Could you set down every record below exactly as it appears?

[Records from a collection]
+++
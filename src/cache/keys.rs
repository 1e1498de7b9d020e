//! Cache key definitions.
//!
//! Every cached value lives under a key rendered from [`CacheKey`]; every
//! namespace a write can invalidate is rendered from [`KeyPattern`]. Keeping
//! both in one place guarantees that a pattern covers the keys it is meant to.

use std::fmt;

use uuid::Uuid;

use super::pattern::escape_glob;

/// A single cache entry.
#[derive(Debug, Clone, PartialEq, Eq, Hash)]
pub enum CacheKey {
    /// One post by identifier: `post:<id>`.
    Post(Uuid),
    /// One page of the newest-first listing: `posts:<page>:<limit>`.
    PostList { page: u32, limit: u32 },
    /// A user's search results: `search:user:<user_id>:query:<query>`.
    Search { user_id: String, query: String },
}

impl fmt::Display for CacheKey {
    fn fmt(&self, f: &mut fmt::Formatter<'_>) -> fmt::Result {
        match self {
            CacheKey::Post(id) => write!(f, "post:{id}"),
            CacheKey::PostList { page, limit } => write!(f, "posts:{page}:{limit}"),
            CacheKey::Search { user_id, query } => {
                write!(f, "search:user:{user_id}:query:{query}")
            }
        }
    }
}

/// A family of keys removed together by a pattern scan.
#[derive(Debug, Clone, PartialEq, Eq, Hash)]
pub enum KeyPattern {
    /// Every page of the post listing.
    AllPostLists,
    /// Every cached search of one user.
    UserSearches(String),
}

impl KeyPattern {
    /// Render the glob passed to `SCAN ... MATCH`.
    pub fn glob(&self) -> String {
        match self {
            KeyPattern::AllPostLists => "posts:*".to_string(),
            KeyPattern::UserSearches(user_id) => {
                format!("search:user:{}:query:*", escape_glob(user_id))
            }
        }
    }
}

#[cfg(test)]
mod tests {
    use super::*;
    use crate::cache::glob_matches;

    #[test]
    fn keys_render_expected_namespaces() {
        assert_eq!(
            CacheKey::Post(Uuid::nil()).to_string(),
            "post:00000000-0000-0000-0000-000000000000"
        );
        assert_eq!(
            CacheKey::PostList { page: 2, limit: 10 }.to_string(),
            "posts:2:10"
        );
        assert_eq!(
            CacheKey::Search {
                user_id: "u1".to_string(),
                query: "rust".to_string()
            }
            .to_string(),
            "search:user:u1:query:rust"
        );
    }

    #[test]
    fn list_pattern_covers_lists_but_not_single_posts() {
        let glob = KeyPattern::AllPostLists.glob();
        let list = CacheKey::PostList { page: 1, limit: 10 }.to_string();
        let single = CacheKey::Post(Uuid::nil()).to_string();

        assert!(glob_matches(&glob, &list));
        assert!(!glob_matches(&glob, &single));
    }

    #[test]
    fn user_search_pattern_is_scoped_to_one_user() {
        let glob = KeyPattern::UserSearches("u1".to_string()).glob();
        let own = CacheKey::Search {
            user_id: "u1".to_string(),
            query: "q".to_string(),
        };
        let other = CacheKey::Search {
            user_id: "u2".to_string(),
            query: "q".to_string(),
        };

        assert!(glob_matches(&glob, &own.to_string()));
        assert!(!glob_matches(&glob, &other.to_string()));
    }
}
+++
### Answer to this exercise
filename src/cache/keys.rs
repository 1e1498de7b9d020e
//! Cache key definitions.
//!
//! Every cached value lives under a key rendered from [`CacheKey`]; every
//! namespace a write can invalidate is rendered from [`KeyPattern`]. Keeping
//! both in one place guarantees that a pattern covers the keys it is meant to.

use std::fmt;

use uuid::Uuid;

use super::pattern::escape_glob;

/// A single cache entry.
#[derive(Debug, Clone, PartialEq, Eq, Hash)]
pub enum CacheKey {
    /// One post by identifier: `post:<id>`.
    Post(Uuid),
    /// One page of the newest-first listing: `posts:<page>:<limit>`.
    PostList { page: u32, limit: u32 },
    /// A user's search results: `search:user:<user_id>:query:<query>`.
    Search { user_id: String, query: String },
}

impl fmt::Display for CacheKey {
    fn fmt(&self, f: &mut fmt::Formatter<'_>) -> fmt::Result {
        match self {
            CacheKey::Post(id) => write!(f, "post:{id}"),
            CacheKey::PostList { page, limit } => write!(f, "posts:{page}:{limit}"),
            CacheKey::Search { user_id, query } => {
                write!(f, "search:user:{user_id}:query:{query}")
            }
        }
    }
}

/// A family of keys removed together by a pattern scan.
#[derive(Debug, Clone, PartialEq, Eq, Hash)]
pub enum KeyPattern {
    /// Every page of the post listing.
    AllPostLists,
    /// Every cached search of one user.
    UserSearches(String),
}

impl KeyPattern {
    /// Render the glob passed to `SCAN ... MATCH`.
    pub fn glob(&self) -> String {
        match self {
            KeyPattern::AllPostLists => "posts:*".to_string(),
            KeyPattern::UserSearches(user_id) => {
                format!("search:user:{}:query:*", escape_glob(user_id))
            }
        }
    }
}

#[cfg(test)]
mod tests {
    use super::*;
    use crate::cache::glob_matches;

    #[test]
    fn keys_render_expected_namespaces() {
        assert_eq!(
            CacheKey::Post(Uuid::nil()).to_string(),
            "post:00000000-0000-0000-0000-000000000000"
        );
        assert_eq!(
            CacheKey::PostList { page: 2, limit: 10 }.to_string(),
            "posts:2:10"
        );
        assert_eq!(
            CacheKey::Search {
                user_id: "u1".to_string(),
                query: "rust".to_string()
            }
            .to_string(),
            "search:user:u1:query:rust"
        );
    }

    #[test]
    fn list_pattern_covers_lists_but_not_single_posts() {
        let glob = KeyPattern::AllPostLists.glob();
        let list = CacheKey::PostList { page: 1, limit: 10 }.to_string();
        let single = CacheKey::Post(Uuid::nil()).to_string();

        assert!(glob_matches(&glob, &list));
        assert!(!glob_matches(&glob, &single));
    }

    #[test]
    fn user_search_pattern_is_scoped_to_one_user() {
        let glob = KeyPattern::UserSearches("u1".to_string()).glob();
        let own = CacheKey::Search {
            user_id: "u1".to_string(),
            query: "q".to_string(),
        };
        let other = CacheKey::Search {
            user_id: "u2".to_string(),
            query: "q".to_string(),
        };

        assert!(glob_matches(&glob, &own.to_string()));
        assert!(!glob_matches(&glob, &other.to_string()));
    }
}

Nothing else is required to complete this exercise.